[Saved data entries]
----------------------------------------
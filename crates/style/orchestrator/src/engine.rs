//! Element bookkeeping, restyling and the per-frame transition tick.
//!
//! Parents are always styled before their children: children inherit from the parent's
//! visible style, and a change to an inherited value restyles the subtree below it.

use core::mem::take;
use std::collections::{HashMap, HashSet};
use std::sync::Arc;

use anyhow::{Result, anyhow, bail};
use log::{debug, trace};
use style_transitions::{TransitionEvent, TransitionTable};
use style_values::{
    ChangeFlags, PropertyId, StyleDeclaration, StyleKeyword, StyleValueCollection, shorthand,
};

use crate::animation::{self, Previous, Snap};
use crate::context::StyleContext;
use crate::inline::InlineStyleAccess;
use crate::layout;
use crate::layout_model::LayoutNode;
use crate::style::BaselineCache;
use crate::style::cascade;
use crate::style_model::ComputedStyle;
use crate::types::{MatchedRule, NodeKey, StyleRule};

#[derive(Debug)]
struct ElementData {
    parent: Option<NodeKey>,
    children: Vec<NodeKey>,
    depth: usize,
    matched: Vec<MatchedRule>,
    inline_rule: Option<Arc<StyleRule>>,
    inline: StyleValueCollection,
    baseline_key: u64,
    baseline: Arc<ComputedStyle>,
    /// Result of the cascade.
    target: ComputedStyle,
    /// `target` with running transitions sampled in; what children inherit from.
    visible: ComputedStyle,
    transitions: TransitionTable,
}

/// Styles a tree of elements against one [`StyleContext`].
#[derive(Debug)]
pub struct StyleEngine {
    context: Arc<StyleContext>,
    elements: HashMap<NodeKey, ElementData>,
    baselines: BaselineCache,
    now_ms: f64,
    changes: HashMap<NodeKey, ChangeFlags>,
    layout_dirty: HashSet<NodeKey>,
    events: Vec<(NodeKey, TransitionEvent)>,
}

impl Default for StyleEngine {
    #[inline]
    fn default() -> Self {
        Self::new(Arc::new(StyleContext::new()))
    }
}
//! Cascade resolution.
//!
//! A computed style is built in three layers: the baseline (initial values plus the parent's
//! inherited group), matched rules in ascending specificity and source order, then the
//! element's inline rule and inline overrides. The first two layers depend only on the parent
//! and the matched rules, so their result is cached by [`baseline_key`].

use core::hash::{Hash as _, Hasher as _};
use std::collections::hash_map::DefaultHasher;

use log::trace;
use style_values::{
    Length, LengthUnit, PropertyId, StyleDeclaration, StyleKeyword, StyleValue,
    StyleValueCollection, StyleValueManaged, ValueData, shorthand,
};

use crate::context::StyleContext;
use crate::style_model::ComputedStyle;
use crate::types::{MatchedRule, StyleRule};

/// Applies declarations on top of a starting style.
pub struct Resolver<'style> {
    context: &'style StyleContext,
    parent: Option<&'style ComputedStyle>,
    /// Reference for percentage font sizes, read once per pass.
    parent_font_size: f32,
    style: ComputedStyle,
}

impl<'style> Resolver<'style> {
    /// Start from the initial style, inheriting from `parent` when there is one.
    pub fn new(context: &'style StyleContext, parent: Option<&'style ComputedStyle>) -> Self {
        let base = fallback_style(context, parent);
        Self::with_base(context, parent, base)
    }

    /// Continue resolution from an already resolved style.
    pub fn with_base(
        context: &'style StyleContext,
        parent: Option<&'style ComputedStyle>,
        base: ComputedStyle,
    ) -> Self {
        let parent_font_size = parent.map_or(context.options().root_font_size_px, |style| {
            style.inherited().font_size
        });
        Self {
            context,
            parent,
            parent_font_size,
            style: base,
        }
    }

    pub fn apply(&mut self, declaration: &StyleDeclaration) {
        if declaration.id().is_shorthand() {
            let longhands = shorthand::expand_declaration(declaration);
            self.apply_all(&longhands);
            return;
        }
        match declaration {
            StyleDeclaration::Value(value) => self.apply_value(value),
            StyleDeclaration::Managed(value) => self.apply_managed(value),
        }
    }

    pub fn apply_all<'decl>(&mut self, declarations: impl IntoIterator<Item = &'decl StyleDeclaration>) {
        for declaration in declarations {
            self.apply(declaration);
        }
    }

    fn apply_value(&mut self, value: &StyleValue) {
        if value.keyword != StyleKeyword::Undefined {
            self.apply_keyword(value.id, value.keyword);
            return;
        }
        let data = self.resolve_relative(value.id, value.data);
        self.style.set_value(value.id, data);
    }

    fn apply_managed(&mut self, value: &StyleValueManaged) {
        if value.keyword == StyleKeyword::Undefined {
            self.style.set_managed(value.id, &value.data);
        } else {
            self.apply_keyword(value.id, value.keyword);
        }
    }

    fn apply_keyword(&mut self, id: PropertyId, keyword: StyleKeyword) {
        match keyword {
            StyleKeyword::Undefined | StyleKeyword::Null => {}
            StyleKeyword::Initial => {
                self.style.copy_property(id, self.context.initial_style());
            }
            StyleKeyword::Unset => match self.parent {
                Some(parent) if id.is_inherited() => {
                    self.style.copy_property(id, parent);
                }
                _ => {
                    self.style.copy_property(id, self.context.initial_style());
                }
            },
            StyleKeyword::Auto | StyleKeyword::None => {
                if !self.style.apply_keyword(id, keyword) {
                    trace!("{} has no meaning for {}", keyword.name(), id.name());
                }
            }
        }
    }

    /// Percentage font sizes become pixels relative to the parent.
    fn resolve_relative(&self, id: PropertyId, data: ValueData) -> ValueData {
        match (id, data) {
            (PropertyId::FontSize, ValueData::Length(length))
                if length.unit == LengthUnit::Percent =>
            {
                ValueData::Length(Length::px(self.parent_font_size * length.value / 100.0))
            }
            _ => data,
        }
    }

    pub fn finish(self) -> ComputedStyle {
        self.style
    }
}

/// The style an element has when nothing applies to it.
pub fn fallback_style(context: &StyleContext, parent: Option<&ComputedStyle>) -> ComputedStyle {
    parent.map_or_else(
        || context.initial_style().clone(),
        |style| ComputedStyle::inheriting_from(style, context.initial_style()),
    )
}

/// Matched rules in cascade order: ascending specificity, then source order.
pub fn cascade_order(rules: &[MatchedRule]) -> Vec<&MatchedRule> {
    let mut ordered: Vec<&MatchedRule> = rules.iter().collect();
    ordered.sort_by_key(|rule| (rule.specificity, rule.source_order));
    ordered
}

/// Resolve the parent and matched-rule layers.
pub fn resolve_baseline(
    context: &StyleContext,
    parent: Option<&ComputedStyle>,
    rules: &[MatchedRule],
) -> ComputedStyle {
    let mut resolver = Resolver::new(context, parent);
    for matched in cascade_order(rules) {
        resolver.apply_all(&matched.rule.declarations);
    }
    resolver.finish()
}

/// Apply the inline rule, then the inline overrides, on top of `baseline`.
pub fn apply_inline(
    context: &StyleContext,
    parent: Option<&ComputedStyle>,
    baseline: &ComputedStyle,
    inline_rule: Option<&StyleRule>,
    inline: &StyleValueCollection,
) -> ComputedStyle {
    let mut resolver = Resolver::with_base(context, parent, baseline.clone());
    if let Some(rule) = inline_rule {
        resolver.apply_all(&rule.declarations);
    }
    for declaration in inline.declarations() {
        resolver.apply(&declaration);
    }
    resolver.finish()
}

/// Resolve all layers for one element.
pub fn resolve(
    context: &StyleContext,
    parent: Option<&ComputedStyle>,
    rules: &[MatchedRule],
    inline_rule: Option<&StyleRule>,
    inline: &StyleValueCollection,
) -> ComputedStyle {
    let baseline = resolve_baseline(context, parent, rules);
    apply_inline(context, parent, &baseline, inline_rule, inline)
}

/// Apply one declaration to an already resolved style.
pub fn apply_declaration(
    context: &StyleContext,
    parent: Option<&ComputedStyle>,
    style: &mut ComputedStyle,
    declaration: &StyleDeclaration,
) {
    let mut resolver = Resolver::with_base(context, parent, style.clone());
    resolver.apply(declaration);
    *style = resolver.finish();
}

/// Restore `id` to the value the cascade gives it without an inline override: the baseline
/// value (or the fallback style when no baseline is available), then the inline rule's
/// declarations for `id`, shorthands included.
pub fn reseed(
    context: &StyleContext,
    parent: Option<&ComputedStyle>,
    style: &mut ComputedStyle,
    baseline: Option<&ComputedStyle>,
    inline_rule: Option<&StyleRule>,
    id: PropertyId,
) {
    match baseline {
        Some(source) => {
            style.copy_property(id, source);
        }
        None => {
            let source = fallback_style(context, parent);
            style.copy_property(id, &source);
        }
    }
    let Some(rule) = inline_rule else {
        return;
    };
    let own: Vec<StyleDeclaration> = rule
        .declarations
        .iter()
        .flat_map(shorthand::expand_declaration)
        .filter(|declaration| declaration.id() == id)
        .collect();
    let mut resolver = Resolver::with_base(context, parent, style.clone());
    resolver.apply_all(&own);
    *style = resolver.finish();
}

/// Structural hash of everything [`resolve_baseline`] reads.
///
/// Rules are identified by id, so a rule's declarations must not change while its id is in
/// use.
pub fn baseline_key(parent: Option<&ComputedStyle>, rules: &[MatchedRule]) -> u64 {
    let mut hasher = DefaultHasher::new();
    match parent {
        Some(style) => {
            1u8.hash(&mut hasher);
            style.inherited().hash(&mut hasher);
        }
        None => 0u8.hash(&mut hasher),
    }
    for matched in cascade_order(rules) {
        matched.rule.id.hash(&mut hasher);
        matched.specificity.hash(&mut hasher);
        matched.source_order.hash(&mut hasher);
    }
    hasher.finish()
}

#[cfg(test)]
mod tests {
    use std::sync::Arc;

    use style_values::Rgba;

    use super::*;
    use crate::types::{RuleId, Specificity};

    fn rule(context: &StyleContext, id: u64, text: &str, specificity: u32, order: u32) -> MatchedRule {
        MatchedRule::new(
            Arc::new(StyleRule::parse(context.registry(), RuleId(id), text)),
            Specificity(0, specificity, 0),
            order,
        )
    }

    #[test]
    fn higher_specificity_wins_regardless_of_input_order() {
        let context = StyleContext::new();
        let rules = [
            rule(&context, 2, "width: 20px", 2, 0),
            rule(&context, 1, "width: 10px", 1, 1),
        ];
        let style = resolve_baseline(&context, None, &rules);
        assert_eq!(style.layout().width, Length::px(20.0));
    }

    #[test]
    fn source_order_breaks_ties() {
        let context = StyleContext::new();
        let rules = [
            rule(&context, 1, "opacity: 0.5", 1, 3),
            rule(&context, 2, "opacity: 0.25", 1, 1),
        ];
        let style = resolve_baseline(&context, None, &rules);
        assert!((style.visual().opacity - 0.5).abs() < f32::EPSILON);
    }

    #[test]
    fn unset_inherits_only_inherited_properties() {
        let context = StyleContext::new();
        let parent = resolve_baseline(
            &context,
            None,
            &[rule(&context, 1, "color: white; width: 50px", 0, 0)],
        );
        let child = resolve_baseline(
            &context,
            Some(&parent),
            &[rule(&context, 2, "color: red; width: 10px", 0, 0), rule(&context, 3, "color: unset; width: unset", 1, 1)],
        );
        assert_eq!(child.inherited().color, Rgba::WHITE);
        assert_eq!(child.layout().width, Length::auto());
    }

    #[test]
    fn keys_depend_on_rules_and_parent() {
        let context = StyleContext::new();
        let rules = [rule(&context, 1, "width: 1px", 0, 0)];
        let parent = context.initial_style().clone();
        assert_eq!(baseline_key(None, &rules), baseline_key(None, &rules));
        assert_ne!(baseline_key(None, &rules), baseline_key(None, &[]));
        assert_ne!(baseline_key(None, &rules), baseline_key(Some(&parent), &rules));
    }

    #[test]
    fn reseed_reads_shorthands_of_the_inline_rule() {
        let context = StyleContext::new();
        let margin = StyleDeclaration::Value(StyleValue::new(
            PropertyId::Margin,
            ValueData::Length(Length::px(7.0)),
        ));
        let inline_rule = StyleRule::new(RuleId(9), vec![margin]);
        let baseline = context.initial_style().clone();
        let mut style = baseline.clone();
        style.set_value(PropertyId::MarginLeft, ValueData::Length(Length::px(1.0)));

        reseed(&context, None, &mut style, Some(&baseline), Some(&inline_rule), PropertyId::MarginLeft);
        assert_eq!(style.layout().margin.left, Length::px(7.0));
        assert_eq!(style.layout().margin.top, Length::ZERO);
    }
}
----------------------------------------
The task: Retype the first line of the entries and every line after it, please, through the line that contains "plus the parent's". Add nothing.

Written solution:
filename crates/style/orchestrator/src/engine.rs
//! Element bookkeeping, restyling and the per-frame transition tick.
//!
//! Parents are always styled before their children: children inherit from the parent's
//! visible style, and a change to an inherited value restyles the subtree below it.

use core::mem::take;
use std::collections::{HashMap, HashSet};
use std::sync::Arc;

use anyhow::{Result, anyhow, bail};
use log::{debug, trace};
use style_transitions::{TransitionEvent, TransitionTable};
use style_values::{
    ChangeFlags, PropertyId, StyleDeclaration, StyleKeyword, StyleValueCollection, shorthand,
};

use crate::animation::{self, Previous, Snap};
use crate::context::StyleContext;
use crate::inline::InlineStyleAccess;
use crate::layout;
use crate::layout_model::LayoutNode;
use crate::style::BaselineCache;
use crate::style::cascade;
use crate::style_model::ComputedStyle;
use crate::types::{MatchedRule, NodeKey, StyleRule};

#[derive(Debug)]
struct ElementData {
    parent: Option<NodeKey>,
    children: Vec<NodeKey>,
    depth: usize,
    matched: Vec<MatchedRule>,
    inline_rule: Option<Arc<StyleRule>>,
    inline: StyleValueCollection,
    baseline_key: u64,
    baseline: Arc<ComputedStyle>,
    /// Result of the cascade.
    target: ComputedStyle,
    /// `target` with running transitions sampled in; what children inherit from.
    visible: ComputedStyle,
    transitions: TransitionTable,
}

/// Styles a tree of elements against one [`StyleContext`].
#[derive(Debug)]
pub struct StyleEngine {
    context: Arc<StyleContext>,
    elements: HashMap<NodeKey, ElementData>,
    baselines: BaselineCache,
    now_ms: f64,
    changes: HashMap<NodeKey, ChangeFlags>,
    layout_dirty: HashSet<NodeKey>,
    events: Vec<(NodeKey, TransitionEvent)>,
}

impl Default for StyleEngine {
    #[inline]
    fn default() -> Self {
        Self::new(Arc::new(StyleContext::new()))
    }
}
//! Cascade resolution.
//!
//! A computed style is built in three layers: the baseline (initial values plus the parent's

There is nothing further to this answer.